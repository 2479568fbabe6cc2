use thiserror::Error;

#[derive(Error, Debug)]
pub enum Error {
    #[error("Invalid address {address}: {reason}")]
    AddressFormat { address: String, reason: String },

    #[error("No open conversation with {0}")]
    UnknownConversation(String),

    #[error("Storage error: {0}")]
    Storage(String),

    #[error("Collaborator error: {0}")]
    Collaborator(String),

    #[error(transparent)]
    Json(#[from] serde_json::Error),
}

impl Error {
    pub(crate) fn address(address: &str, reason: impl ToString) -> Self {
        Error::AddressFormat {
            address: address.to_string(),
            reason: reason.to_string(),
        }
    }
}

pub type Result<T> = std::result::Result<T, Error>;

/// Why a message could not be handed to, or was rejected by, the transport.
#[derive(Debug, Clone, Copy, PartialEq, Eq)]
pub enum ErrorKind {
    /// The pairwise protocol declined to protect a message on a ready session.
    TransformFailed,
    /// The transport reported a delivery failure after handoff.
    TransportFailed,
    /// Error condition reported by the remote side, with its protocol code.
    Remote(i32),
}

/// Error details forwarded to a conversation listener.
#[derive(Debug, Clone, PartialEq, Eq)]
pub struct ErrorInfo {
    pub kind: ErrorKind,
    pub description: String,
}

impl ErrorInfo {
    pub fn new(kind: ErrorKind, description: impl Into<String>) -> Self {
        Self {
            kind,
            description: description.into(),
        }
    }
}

...

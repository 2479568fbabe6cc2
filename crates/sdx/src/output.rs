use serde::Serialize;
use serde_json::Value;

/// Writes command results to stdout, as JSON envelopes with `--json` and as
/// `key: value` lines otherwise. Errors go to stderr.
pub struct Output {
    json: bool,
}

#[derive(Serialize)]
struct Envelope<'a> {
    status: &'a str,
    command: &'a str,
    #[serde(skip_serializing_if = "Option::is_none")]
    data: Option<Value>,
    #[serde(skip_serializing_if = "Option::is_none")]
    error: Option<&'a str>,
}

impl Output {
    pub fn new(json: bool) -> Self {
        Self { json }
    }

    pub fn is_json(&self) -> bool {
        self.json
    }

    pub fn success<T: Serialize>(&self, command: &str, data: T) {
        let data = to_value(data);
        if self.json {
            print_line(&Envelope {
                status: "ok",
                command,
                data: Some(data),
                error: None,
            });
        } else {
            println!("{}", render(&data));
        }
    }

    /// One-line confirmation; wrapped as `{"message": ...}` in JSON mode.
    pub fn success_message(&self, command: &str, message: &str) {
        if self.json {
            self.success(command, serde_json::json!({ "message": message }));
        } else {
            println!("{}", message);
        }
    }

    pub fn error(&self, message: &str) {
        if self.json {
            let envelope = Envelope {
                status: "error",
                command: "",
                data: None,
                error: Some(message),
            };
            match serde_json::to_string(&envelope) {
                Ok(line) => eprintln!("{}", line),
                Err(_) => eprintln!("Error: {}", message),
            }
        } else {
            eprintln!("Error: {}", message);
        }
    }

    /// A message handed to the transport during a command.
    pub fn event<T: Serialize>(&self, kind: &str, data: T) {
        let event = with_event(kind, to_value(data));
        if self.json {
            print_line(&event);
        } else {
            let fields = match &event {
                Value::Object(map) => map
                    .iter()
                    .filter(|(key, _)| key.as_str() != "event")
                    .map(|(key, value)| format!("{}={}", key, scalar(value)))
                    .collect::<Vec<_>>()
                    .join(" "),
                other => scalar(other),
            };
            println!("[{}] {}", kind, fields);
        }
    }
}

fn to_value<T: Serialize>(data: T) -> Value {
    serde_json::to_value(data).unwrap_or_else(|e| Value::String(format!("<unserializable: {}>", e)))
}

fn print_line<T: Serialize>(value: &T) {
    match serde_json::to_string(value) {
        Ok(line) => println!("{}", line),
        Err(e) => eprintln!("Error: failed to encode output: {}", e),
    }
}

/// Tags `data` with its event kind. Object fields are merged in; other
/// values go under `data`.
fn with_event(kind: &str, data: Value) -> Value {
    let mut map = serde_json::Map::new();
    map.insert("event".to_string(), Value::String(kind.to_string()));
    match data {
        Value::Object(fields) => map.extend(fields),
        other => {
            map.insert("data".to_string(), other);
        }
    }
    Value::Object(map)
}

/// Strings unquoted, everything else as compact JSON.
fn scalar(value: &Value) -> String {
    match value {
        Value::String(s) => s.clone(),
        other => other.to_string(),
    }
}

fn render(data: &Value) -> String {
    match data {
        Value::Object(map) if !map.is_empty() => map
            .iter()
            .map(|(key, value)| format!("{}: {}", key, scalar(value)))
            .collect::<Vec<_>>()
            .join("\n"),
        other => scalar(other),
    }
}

---

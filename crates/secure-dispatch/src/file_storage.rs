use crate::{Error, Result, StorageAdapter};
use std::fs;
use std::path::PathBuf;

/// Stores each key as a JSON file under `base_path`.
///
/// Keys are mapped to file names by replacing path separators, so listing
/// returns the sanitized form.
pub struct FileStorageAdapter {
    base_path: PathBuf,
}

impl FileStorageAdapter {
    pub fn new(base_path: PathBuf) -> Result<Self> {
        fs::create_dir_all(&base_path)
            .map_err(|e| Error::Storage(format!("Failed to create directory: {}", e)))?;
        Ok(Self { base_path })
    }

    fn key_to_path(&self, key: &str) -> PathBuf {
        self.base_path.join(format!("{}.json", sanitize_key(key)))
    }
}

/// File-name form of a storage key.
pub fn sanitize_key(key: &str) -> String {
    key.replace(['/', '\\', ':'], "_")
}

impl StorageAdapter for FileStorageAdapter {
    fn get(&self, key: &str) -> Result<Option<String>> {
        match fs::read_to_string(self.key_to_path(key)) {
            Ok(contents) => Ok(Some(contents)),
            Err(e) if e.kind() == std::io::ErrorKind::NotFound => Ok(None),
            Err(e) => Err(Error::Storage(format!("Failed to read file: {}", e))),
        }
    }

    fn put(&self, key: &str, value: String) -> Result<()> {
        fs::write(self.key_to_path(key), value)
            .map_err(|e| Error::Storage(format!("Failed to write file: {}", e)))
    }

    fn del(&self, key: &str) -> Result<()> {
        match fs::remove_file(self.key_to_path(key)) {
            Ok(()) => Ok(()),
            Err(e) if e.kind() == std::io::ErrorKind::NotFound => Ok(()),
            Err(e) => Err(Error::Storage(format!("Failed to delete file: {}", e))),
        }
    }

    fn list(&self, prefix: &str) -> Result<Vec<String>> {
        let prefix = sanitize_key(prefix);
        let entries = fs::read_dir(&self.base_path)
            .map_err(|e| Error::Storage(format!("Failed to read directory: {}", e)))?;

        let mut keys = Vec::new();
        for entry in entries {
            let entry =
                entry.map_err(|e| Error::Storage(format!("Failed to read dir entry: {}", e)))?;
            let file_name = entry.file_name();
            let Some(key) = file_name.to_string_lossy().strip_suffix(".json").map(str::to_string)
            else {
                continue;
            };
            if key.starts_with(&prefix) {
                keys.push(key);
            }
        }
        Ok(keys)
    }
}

▶ _DIRECTIONS_: Find every line in the records above that holds the word "protocol", and copy each one.

▶ _OUTPUT OF THE TASK_:
    /// The pairwise protocol declined to protect a message on a ready session.
    /// Error condition reported by the remote side, with its protocol code.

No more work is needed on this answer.